Anton Zeilinger is a true renaissance man. Not only is he one of the world’s top experimental physicists, he also has a keen interest in the philosophy of science, and was summoned to India in 1997 to explain quantum physics to the Dalai Lama. He is an accomplished opera singer and expert skier, and collects antique maps in his spare time. With his neat beard and dapper appearance, he looks more like a jazz musician than a physicist.
It is Zeilinger’s work in the field of quantum optics that will ensure he earns a place in the history books. He has performed some of the most delicate and difficult experiments in the history of physics, the most famous being when, in 2004, he teleported a photon (light particle) from one side of the Danube River to the other. Transporting a photon 600 metres across Vienna may seem a far cry from the “Beam me up, Scotty” method of transportation. But the photon didn’t cross the ground, nor did it fly through the air – it moved from one place to another without travelling through any of the in-between places.
“Quantum teleportation”, as it has come to be known, is made possible by a process called “entanglement” that was first noticed by Einstein, who observed that pairs of particles sometimes act as if they are connected. If you poke one, the other jumps instantly. Amazingly, this is true no matter how far apart the particles are (Einstein talked of entanglement as “spooky action at a distance”). Scientists first suggested that entanglement could be used to teleport particles in 1993, but it was Zeilinger who put the theory into practice.
He himself admits that teleporting humans still lies in the distant future. Quantum teleportation works by transferring a complete description of an object from one place to another. While this is relatively easy for a photon, it gets progressively harder for more complex particles such as atoms and molecules. However, the technology does seem likely to lead to revolutionary advances in other fields. In cryptography, teleportation could prevent eavesdropping on the secure electronic codes that are used in a host of applications, from online shopping to military defence. These codes depend on the security of a “key” that must first be transmitted secretly between the sender and receiver. If an eavesdropper intercepts the message with the key, then the code can be broken. But keys transmitted by quantum teleportation would be completely secure. Because it is such a delicate operation, any disturbance – no matter how small – would destroy the key.

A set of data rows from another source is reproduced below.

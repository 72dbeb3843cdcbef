//! Error types for the Vacation Allocation Engine.
//!
//! This module provides strongly-typed errors using the `thiserror` crate
//! for the failure conditions that can occur outside of allocation
//! decisions. Allocation rejections are not errors; they are returned as
//! [`Decision`](crate::models::Decision) values by the validator.

use chrono::NaiveDate;
use thiserror::Error;
use uuid::Uuid;

use crate::models::PeriodStatus;

/// The main error type for the Vacation Allocation Engine.
///
/// # Example
///
/// ```
/// use vacation_engine::error::EngineError;
/// use chrono::NaiveDate;
///
/// let error = EngineError::InvalidDateRange {
///     start_date: NaiveDate::from_ymd_opt(2025, 3, 10).unwrap(),
///     end_date: NaiveDate::from_ymd_opt(2025, 3, 1).unwrap(),
/// };
/// assert_eq!(
///     error.to_string(),
///     "Invalid date range: start date 2025-03-10 is after end date 2025-03-01"
/// );
/// ```
#[derive(Debug, Error)]
pub enum EngineError {
    /// The proposed range is reversed; durations are only defined for
    /// `start_date <= end_date`.
    #[error("Invalid date range: start date {start_date} is after end date {end_date}")]
    InvalidDateRange {
        /// The proposed start date.
        start_date: NaiveDate,
        /// The proposed end date.
        end_date: NaiveDate,
    },

    /// No vacation period exists with the given id.
    #[error("Vacation period not found: {id}")]
    PeriodNotFound {
        /// The id that was not found.
        id: Uuid,
    },

    /// A status transition was requested that the lifecycle does not allow.
    /// Only `pending` periods can be approved or rejected.
    #[error("Invalid status transition for period {id}: {from} -> {to}")]
    InvalidStatusTransition {
        /// The id of the period.
        id: Uuid,
        /// The current status of the period.
        from: PeriodStatus,
        /// The requested status.
        to: PeriodStatus,
    },
}

/// A type alias for Results that return EngineError.
pub type EngineResult<T> = Result<T, EngineError>;

#[cfg(test)]
mod tests {
    use super::*;

    fn date(y: i32, m: u32, d: u32) -> NaiveDate {
        NaiveDate::from_ymd_opt(y, m, d).unwrap()
    }

    #[test]
    fn test_invalid_date_range_displays_both_dates() {
        let error = EngineError::InvalidDateRange {
            start_date: date(2025, 6, 20),
            end_date: date(2025, 6, 10),
        };
        assert_eq!(
            error.to_string(),
            "Invalid date range: start date 2025-06-20 is after end date 2025-06-10"
        );
    }

    #[test]
    fn test_period_not_found_displays_id() {
        let id = Uuid::new_v4();
        let error = EngineError::PeriodNotFound { id };
        assert_eq!(error.to_string(), format!("Vacation period not found: {}", id));
    }

    #[test]
    fn test_invalid_status_transition_displays_statuses() {
        let id = Uuid::new_v4();
        let error = EngineError::InvalidStatusTransition {
            id,
            from: PeriodStatus::Approved,
            to: PeriodStatus::Rejected,
        };
        assert_eq!(
            error.to_string(),
            format!("Invalid status transition for period {}: approved -> rejected", id)
        );
    }

    #[test]
    fn test_errors_implement_std_error() {
        fn assert_error<T: std::error::Error>() {}
        assert_error::<EngineError>();
    }

    #[test]
    fn test_error_propagation_with_question_mark() {
        fn returns_not_found() -> EngineResult<()> {
            Err(EngineError::PeriodNotFound { id: Uuid::nil() })
        }

        fn propagates_error() -> EngineResult<()> {
            returns_not_found()?;
            Ok(())
        }

        assert!(propagates_error().is_err());
    }
}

Another field that will benefit is information technology. The quantum computers of the future may be linked by teleportation, enabling complex calculations to be performed in seconds that conventional computers would take several years to carry out. Quantum computers will solve currently impossible problems, such as predicting protein structures, thereby revolutionising drug design. And since some claim that the brain works like a quantum computer, it is predicted that they may finally realise the dream of artificial intelligence.

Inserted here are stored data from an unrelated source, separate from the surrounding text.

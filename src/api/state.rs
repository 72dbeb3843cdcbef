//! Application state for the Vacation Allocation Engine API.
//!
//! This module defines the shared application state that is available
//! to all request handlers.

use std::sync::Arc;

use crate::store::PeriodStore;

/// Shared application state.
///
/// Contains the period store shared across all request handlers.
#[derive(Clone)]
pub struct AppState {
    store: Arc<PeriodStore>,
}

impl AppState {
    /// Creates a new application state with an empty period store.
    pub fn new() -> Self {
        Self {
            store: Arc::new(PeriodStore::new()),
        }
    }

    /// Returns a reference to the period store.
    pub fn store(&self) -> &PeriodStore {
        &self.store
    }
}

impl Default for AppState {
    fn default() -> Self {
        Self::new()
    }
}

In contrast to many other physicists, Zeilinger has a keen interest in the philosophical implications of his work. As he says: “Scepticism is the only road to new knowledge.” This approach prompts him to question everything, including the nature of matter and energy. He believes that the world we see around us may mask a more fundamental layer of reality: information. Indeed, information – not matter or energy – may be “the ultimate reality of the universe”. If he is right, then it is likely that quantum mechanics, the most successful science of the 20th century, will be superseded in the 21st century by a new science of information. It is too early to say exactly what technologies will emerge, but they are sure to be fascinating.